5

I'm creating a scatter plot from an xarray Dataset using

scat = ds.hvplot.scatter(x='a', y='b', groupby='c', height=900, width=900)

How can I add a regression line to this plot?

I'm also using this to set some of the properties in the plot and I could add the Slope within the hook function but I can't figure out how to access x and y from the plot.state. This also might be completely the wrong way of doing it.

scat = scat.opts(hooks=[hook])

def hook(plot, element):
    print('plot.state:   ', plot.state)
    print('plot.handles: ', sorted(plot.handles.keys()))

    par = np.polyfit(x, y, 1, full=True)
    gradient=par[0][0]
    y_intercept=par[0][1]

    slope = Slope(gradient=gradient, y_intercept=y_intercept,
          line_color='orange', line_dash='dashed', line_width=3.5)

    plot.state.add_layout(slope)

scat = scat.opts(hooks=[hook])
Rob
  • 1,336
  • 1
  • 15
  • 24

2 Answers2

6

HoloViews >= 1.13 now has support for adding a regression line to your plot, so you don't need hooks anymore.

1) You can either add the regression line yourself by specifying keywords slope and y_intercept:

gradient = 2
y_intercept = 15

# create random data
xpts = np.arange(0, 20)
ypts = gradient * xpts + y_intercept + np.random.normal(0, 4, 20)

scatter = hv.Scatter((xpts, ypts))

# create slope with hv.Slope()
slope = hv.Slope(gradient, y_intercept)

scatter.opts(size=10) * slope.opts(color='red', line_width=6)



2) Or you can have HoloViews calculate it for you with hv.Slope.from_scatter():

normal = hv.Scatter(np.random.randn(20, 2))

normal.opts(size=10) * hv.Slope.from_scatter(normal)



Resulting plot:

scatter plot with regression line holoviews 1.13

Sander van den Oord
  • 10,986
  • 5
  • 51
  • 96
  • 1
    I didn't see in the documentation, but is this a root mean square (linear) regression?
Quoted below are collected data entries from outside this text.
// Preview server - serves rendered emails by index
//
// GET /       first email
// GET /{n}    n-th email (404 when out of range)
// GET /api/health

use anyhow::{Context, Result};
use axum::{
    extract::{Path, State},
    http::{header, StatusCode},
    response::{IntoResponse, Json, Response},
    routing::get,
    Router,
};
use serde::Serialize;
use std::future::Future;
use std::net::SocketAddr;
use std::process::{Child, Command, ExitStatus, Stdio};
use std::thread::JoinHandle;
use std::sync::Arc;
use tokio::net::TcpListener;
use tower_http::trace::TraceLayer;

/// Where the preview server listens and whether to open browser tabs
#[derive(Debug, Clone, PartialEq, Eq)]
pub struct PreviewConfig {
    pub host: String,
    pub port: u16,
    pub open_browser: bool,
}

impl Default for PreviewConfig {
    fn default() -> Self {
        Self {
            host: "127.0.0.1".to_string(),
            port: 8000,
            open_browser: true,
        }
    }
}

impl PreviewConfig {
    pub fn bind_addr(&self) -> String {
        format!("{}:{}", self.host, self.port)
    }
}

/// Read-only snapshot shared by every request
#[derive(Clone)]
struct AppState {
    emails: Arc<[String]>,
}

/// API Response wrapper
#[derive(Serialize)]
struct ApiResponse<T> {
    success: bool,
    data: T,
}

impl<T> ApiResponse<T> {
    fn ok(data: T) -> Self {
        Self {
            success: true,
            data,
        }
    }
}

#[derive(Serialize)]
struct HealthResponse {
    emails: usize,
}

// ============================================================================
// Handlers
// ============================================================================

fn email_response(state: &AppState, index: usize) -> Response {
    match state.emails.get(index) {
        Some(html) => (
            StatusCode::OK,
            [(header::CONTENT_TYPE, "text/html; charset=utf-8")],
            html.clone(),
        )
            .into_response(),
        None => (StatusCode::NOT_FOUND, "Email not found").into_response(),
    }
}

/// GET / - first email
async fn serve_first(State(state): State<AppState>) -> Response {
    email_response(&state, 0)
}

/// GET /:index - email by position
async fn serve_email(State(state): State<AppState>, Path(index): Path<String>) -> Response {
    match index.parse::<usize>() {
        Ok(i) => email_response(&state, i),
        Err(_) => (StatusCode::NOT_FOUND, "Email not found").into_response(),
    }
}

/// GET /api/health
async fn health_check(State(state): State<AppState>) -> impl IntoResponse {
    Json(ApiResponse::ok(HealthResponse {
        emails: state.emails.len(),
    }))
}

// ============================================================================
// Server
// ============================================================================

pub struct PreviewServer {
    emails: Arc<[String]>,
}

impl PreviewServer {
    /// Takes ownership of the rendered emails; they are never modified afterwards
    pub fn new(emails: Vec<String>) -> Self {
        Self {
            emails: emails.into(),
        }
    }

    pub fn len(&self) -> usize {
        self.emails.len()
    }

    pub fn is_empty(&self) -> bool {
        self.emails.is_empty()
    }

    pub fn router(&self) -> Router {
        let state = AppState {
            emails: Arc::clone(&self.emails),
        };

        Router::new()
            .route("/", get(serve_first))
            .route("/api/health", get(health_check))
            .route("/:index", get(serve_email))
            .with_state(state)
            .layer(TraceLayer::new_for_http())
    }

    /// Bind the listener so tabs can be opened before serving starts
    pub async fn bind(&self, addr: &str) -> Result<BoundServer> {
        let listener = TcpListener::bind(addr)
            .await
            .with_context(|| format!("Failed to bind to address {}", addr))?;
        let local_addr = listener.local_addr()?;

        tracing::info!(%local_addr, emails = self.len(), "preview server bound");

        Ok(BoundServer {
            listener,
            router: self.router(),
            local_addr,
        })
    }
}

pub struct BoundServer {
    listener: TcpListener,
    router: Router,
    local_addr: SocketAddr,
}

impl BoundServer {
    pub fn local_addr(&self) -> SocketAddr {
        self.local_addr
    }

    pub fn base_url(&self) -> String {
        format!("http://{}", self.local_addr)
    }

    /// Serve until `shutdown` completes, then drain open connections
    pub async fn serve_until<F>(self, shutdown: F) -> Result<()>
    where
        F: Future<Output = ()> + Send + 'static,
    {
        axum::serve(self.listener, self.router)
            .with_graceful_shutdown(shutdown)
            .await
            .context("Preview server failed")
    }
}

/// Resolves on Ctrl+C
pub async fn shutdown_signal() {
    if let Err(e) = tokio::signal::ctrl_c().await {
        tracing::error!("Failed to listen for Ctrl+C: {}", e);
        std::future::pending::<()>().await;
    }
    tracing::info!("shutting down preview server");
}

// ============================================================================
// Browser tabs
// ============================================================================

fn browser_command(url: &str) -> Command {
    if cfg!(target_os = "macos") {
        let mut cmd = Command::new("open");
        cmd.arg(url);
        cmd
    } else if cfg!(target_os = "windows") {
        let mut cmd = Command::new("cmd");
        cmd.args(["/C", "start", "", url]);
        cmd
    } else {
        let mut cmd = Command::new("xdg-open");
        cmd.arg(url);
        cmd
    }
}

/// Wait on a launcher process in the background so it doesn't linger as a zombie
fn reap(mut child: Child) -> JoinHandle<Option<ExitStatus>> {
    std::thread::spawn(move || child.wait().ok())
}

/// Open `{base_url}/{i}` for every email. Launch failures are logged, not fatal.
pub fn open_tabs(base_url: &str, count: usize) -> usize {
    let mut opened = 0;
    for i in 0..count {
        let url = format!("{}/{}", base_url.trim_end_matches('/'), i);
        let result = browser_command(&url)
            .stdin(Stdio::null())
            .stdout(Stdio::null())
            .stderr(Stdio::null())
            .spawn();

        match result {
            Ok(child) => {
                reap(child);
                opened += 1;
            }
            Err(e) => tracing::warn!(%url, "Failed to open browser tab: {}", e),
        }
    }
    opened
}

// ============================================================================
// TESTS
// ============================================================================
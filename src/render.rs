// Email rendering - compiled askama template per customer

use crate::error::RenderError;
use crate::record::{CustomerAggregate, ProductEntry};
use anyhow::{Context, Result};
use askama::Template;
use std::fs;
use std::path::{Path, PathBuf};

/// Turns one customer into an HTML document.
///
/// The preview server only sees the resulting strings, so any renderer can be
/// swapped in here.
pub trait EmailRenderer: Send + Sync {
    fn render(&self, customer: &CustomerAggregate) -> Result<String, RenderError>;
}

/// Fields handed to `templates/renewal_email.html`
#[derive(Template)]
#[template(path = "renewal_email.html")]
struct RenewalEmail<'a> {
    customer_name: &'a str,
    account_id: &'a str,
    renewal_link: &'a str,
    physical_address: &'a str,
    products: &'a [ProductEntry],
}

/// Default renderer using the built-in renewal template
#[derive(Debug, Clone, Copy, Default)]
pub struct TemplateRenderer;

impl TemplateRenderer {
    pub fn new() -> Self {
        TemplateRenderer
    }
}

impl EmailRenderer for TemplateRenderer {
    fn render(&self, customer: &CustomerAggregate) -> Result<String, RenderError> {
        let email = RenewalEmail {
            customer_name: &customer.customer_name,
            account_id: &customer.account_id,
            renewal_link: &customer.renewal_link,
            physical_address: &customer.physical_address,
            products: &customer.products,
        };

        email.render().map_err(|source| RenderError::Template {
            account_id: customer.account_id.clone(),
            source,
        })
    }
}

/// Render every customer, keeping input order
pub fn render_all(
    renderer: &dyn EmailRenderer,
    customers: &[CustomerAggregate],
) -> Result<Vec<String>, RenderError> {
    customers.iter().map(|c| renderer.render(c)).collect()
}

// ============================================================================
// FILE OUTPUT
// ============================================================================

/// Filesystem-friendly fragment: spaces become underscores, max 30 chars
pub fn simple_filename(text: &str) -> String {
    text.chars()
        .map(|c| match c {
            ' ' => '_',
            '/' | '\\' | ':' | '*' | '?' | '"' | '<' | '>' | '|' => '-',
            other => other,
        })
        .take(30)
        .collect()
}

pub fn output_filename(customer: &CustomerAggregate) -> String {
    format!(
        "customer_{}_{}.html",
        simple_filename(&customer.customer_name),
        simple_filename(&customer.account_id)
    )
}

/// Write rendered emails next to each other in `dir`, returning the paths
pub fn write_emails(
    dir: &Path,
    customers: &[CustomerAggregate],
    emails: &[String],
) -> Result<Vec<PathBuf>> {
    fs::create_dir_all(dir)
        .with_context(|| format!("Failed to create output directory: {}", dir.display()))?;

    let mut written = Vec::with_capacity(emails.len());
    for (customer, html) in customers.iter().zip(emails) {
        let path = dir.join(output_filename(customer));
        fs::write(&path, html)
            .with_context(|| format!("Failed to write {}", path.display()))?;
        tracing::debug!(path = %path.display(), "wrote email");
        written.push(path);
    }

    Ok(written)
}

// ============================================================================
// TESTS
// ============================================================================
// Sheet readers - workbook (calamine) and CSV inputs behind one trait

use crate::error::LoadError;
use calamine::{open_workbook_auto, Data, Reader};
use chrono::{NaiveDateTime, Timelike};
use std::borrow::Cow;
use std::fs::File;
use std::path::Path;

// ============================================================================
// CORE TYPES
// ============================================================================

#[derive(Debug, Clone, Copy, PartialEq, Eq)]
pub enum InputFormat {
    Csv,
    Workbook,
}

impl InputFormat {
    pub fn name(&self) -> &str {
        match self {
            InputFormat::Csv => "CSV",
            InputFormat::Workbook => "Workbook",
        }
    }
}

#[derive(Debug, Clone, PartialEq, Eq)]
pub struct TableRow {
    /// Line in the source (header = line 1)
    pub line: usize,
    pub cells: Vec<String>,
}

/// Header row plus string cells, in sheet order
#[derive(Debug, Clone, Default, PartialEq, Eq)]
pub struct Table {
    pub headers: Vec<String>,
    pub rows: Vec<TableRow>,
}

impl Table {
    pub fn column_index(&self, name: &str) -> Option<usize> {
        self.headers.iter().position(|h| h.trim() == name)
    }
}

/// Reads one sheet of a tabular file.
///
/// Implementations convert every cell to its string form and must not
/// reinterpret text cells (account numbers like "007" stay as written).
pub trait SheetReader: Send + Sync {
    fn read(&self, path: &Path, sheet: &str) -> Result<Table, LoadError>;

    fn format(&self) -> InputFormat;
}

// ============================================================================
// FACTORY FUNCTIONS
// ============================================================================

/// Pick the input format from the file extension
pub fn detect_format(path: &Path) -> Result<InputFormat, LoadError> {
    let ext = path
        .extension()
        .and_then(|e| e.to_str())
        .map(|e| e.to_ascii_lowercase())
        .unwrap_or_default();

    match ext.as_str() {
        "csv" | "tsv" => Ok(InputFormat::Csv),
        "xlsx" | "xlsm" | "xlsb" | "xls" | "ods" => Ok(InputFormat::Workbook),
        _ => Err(LoadError::UnsupportedFormat(path.to_path_buf())),
    }
}

pub fn get_reader(format: InputFormat) -> Box<dyn SheetReader> {
    match format {
        InputFormat::Csv => Box::new(CsvReader::new()),
        InputFormat::Workbook => Box::new(WorkbookReader::new()),
    }
}

// ============================================================================
// CSV
// ============================================================================

/// CSV/TSV reader. CSV has no sheets, so the sheet name is ignored.
pub struct CsvReader;

impl CsvReader {
    pub fn new() -> Self {
        CsvReader
    }
}

impl Default for CsvReader {
    fn default() -> Self {
        Self::new()
    }
}

impl SheetReader for CsvReader {
    fn read(&self, path: &Path, _sheet: &str) -> Result<Table, LoadError> {
        let file = File::open(path).map_err(|source| LoadError::Io {
            path: path.to_path_buf(),
            source,
        })?;

        let is_tsv = path
            .extension()
            .and_then(|e| e.to_str())
            .is_some_and(|e| e.eq_ignore_ascii_case("tsv"));

        let mut reader = csv::ReaderBuilder::new()
            .has_headers(true)
            .flexible(true)
            .delimiter(if is_tsv { b'\t' } else { b',' })
            .from_reader(file);

        let csv_err = |source: csv::Error| LoadError::Csv {
            path: path.to_path_buf(),
            source,
        };

        // Cells are decoded lossily: invalid UTF-8 becomes U+FFFD instead of an error
        let headers: Vec<String> = reader
            .byte_headers()
            .map_err(csv_err)?
            .iter()
            .map(|h| {
                String::from_utf8_lossy(h)
                    .trim()
                    .trim_start_matches('\u{feff}')
                    .to_string()
            })
            .collect();

        let mut rows = Vec::new();
        let mut replaced = 0usize;
        for (idx, result) in reader.byte_records().enumerate() {
            let record = result.map_err(csv_err)?;
            let line = record
                .position()
                .map(|p| p.line() as usize)
                .unwrap_or(idx + 2);

            let mut cells = Vec::with_capacity(headers.len().max(record.len()));
            for field in record.iter() {
                let text = String::from_utf8_lossy(field);
                if let Cow::Owned(_) = text {
                    replaced += 1;
                }
                cells.push(text.into_owned());
            }
            cells.resize(headers.len().max(cells.len()), String::new());
            rows.push(TableRow { line, cells });
        }

        if replaced > 0 {
            tracing::warn!(
                path = %path.display(),
                fields = replaced,
                "CSV is not valid UTF-8; replaced undecodable bytes"
            );
        }

        tracing::debug!(path = %path.display(), rows = rows.len(), "read CSV");
        Ok(Table { headers, rows })
    }

    fn format(&self) -> InputFormat {
        InputFormat::Csv
    }
}

// ============================================================================
// WORKBOOK
// ============================================================================

/// Excel/ODS reader backed by calamine
pub struct WorkbookReader;

impl WorkbookReader {
    pub fn new() -> Self {
        WorkbookReader
    }
}

impl Default for WorkbookReader {
    fn default() -> Self {
        Self::new()
    }
}

impl SheetReader for WorkbookReader {
    fn read(&self, path: &Path, sheet: &str) -> Result<Table, LoadError> {
        if !path.exists() {
            return Err(LoadError::Io {
                path: path.to_path_buf(),
                source: std::io::Error::new(std::io::ErrorKind::NotFound, "file not found"),
            });
        }

        let workbook_err = |message: String| LoadError::Workbook {
            path: path.to_path_buf(),
            message,
        };

        let mut workbook = open_workbook_auto(path).map_err(|e| workbook_err(e.to_string()))?;

        let available = workbook.sheet_names();
        if !available.iter().any(|name| name == sheet) {
            return Err(LoadError::SheetNotFound {
                sheet: sheet.to_string(),
                available,
            });
        }

        let range = workbook
            .worksheet_range(sheet)
            .map_err(|e| workbook_err(e.to_string()))?;

        // Range may start below row 0 when leading rows are empty
        let first_line = range.start().map(|(row, _)| row as usize + 1).unwrap_or(1);

        let mut headers = Vec::new();
        let mut rows = Vec::new();
        let mut header_found = false;

        for (offset, row) in range.rows().enumerate() {
            let cells: Vec<String> = row.iter().map(cell_to_string).collect();

            if !header_found {
                if cells.iter().all(|c| c.trim().is_empty()) {
                    continue;
                }
                headers = cells.iter().map(|c| c.trim().to_string()).collect();
                header_found = true;
                continue;
            }

            rows.push(TableRow {
                line: first_line + offset,
                cells,
            });
        }

        tracing::debug!(
            path = %path.display(),
            sheet,
            rows = rows.len(),
            "read workbook sheet"
        );
        Ok(Table { headers, rows })
    }

    fn format(&self) -> InputFormat {
        InputFormat::Workbook
    }
}

/// String form of a workbook cell.
///
/// Whole-number floats print without a trailing ".0" or exponent, so an
/// account number stored as 12345.0 comes out as "12345".
pub fn cell_to_string(cell: &Data) -> String {
    match cell {
        Data::Empty | Data::Error(_) => String::new(),
        Data::String(s) => s.clone(),
        Data::Int(i) => i.to_string(),
        Data::Float(f) => format_float(*f),
        Data::Bool(b) => b.to_string(),
        Data::DateTime(dt) => dt
            .as_datetime()
            .map(format_datetime)
            .unwrap_or_else(|| format_float(dt.as_f64())),
        Data::DateTimeIso(s) | Data::DurationIso(s) => s.clone(),
    }
}

pub fn format_float(value: f64) -> String {
    // f64's Display never switches to exponent form and drops ".0"
    if value == 0.0 {
        return "0".to_string();
    }
    value.to_string()
}

pub fn format_datetime(dt: NaiveDateTime) -> String {
    if dt.hour() == 0 && dt.minute() == 0 && dt.second() == 0 {
        dt.format("%Y-%m-%d").to_string()
    } else {
        dt.format("%Y-%m-%d %H:%M:%S").to_string()
    }
}

// ============================================================================
// TESTS
// ============================================================================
Are there other options here too? This is a great add to hv. – Tyler Russell Mar 30 '20 at 21:03
3

The plot hooks is given two arguments, the second of which is the element being displayed. Since the element contains the data being displayed we can write a callback to compute the slope using the dimension_values method to get the values of the 'a' and 'b' dimensions in your data. Additionally, in order to avoid the Slope glyph being added multiple times, we can cache it on the plot and update its attributes:

def hook(plot, element):
    x, y = element.dimension_values('a'), element.dimension_values('b')
    par = np.polyfit(x, y, 1, full=True)
    gradient=par[0][0]
    y_intercept=par[0][1]

    if 'slope' in plot.handles:
        slope = plot.handles['slope']
        slope.gradient = gradient
        slope.y_intercept = y_intercept
    else:

        slope = Slope(gradient=gradient, y_intercept=y_intercept,
              line_color='orange', line_dash='dashed', line_width=3.5)
        plot.handles['slope'] = slope
        plot.state.add_layout(slope)
philippjfr
  • 3,997
  • 14
  • 15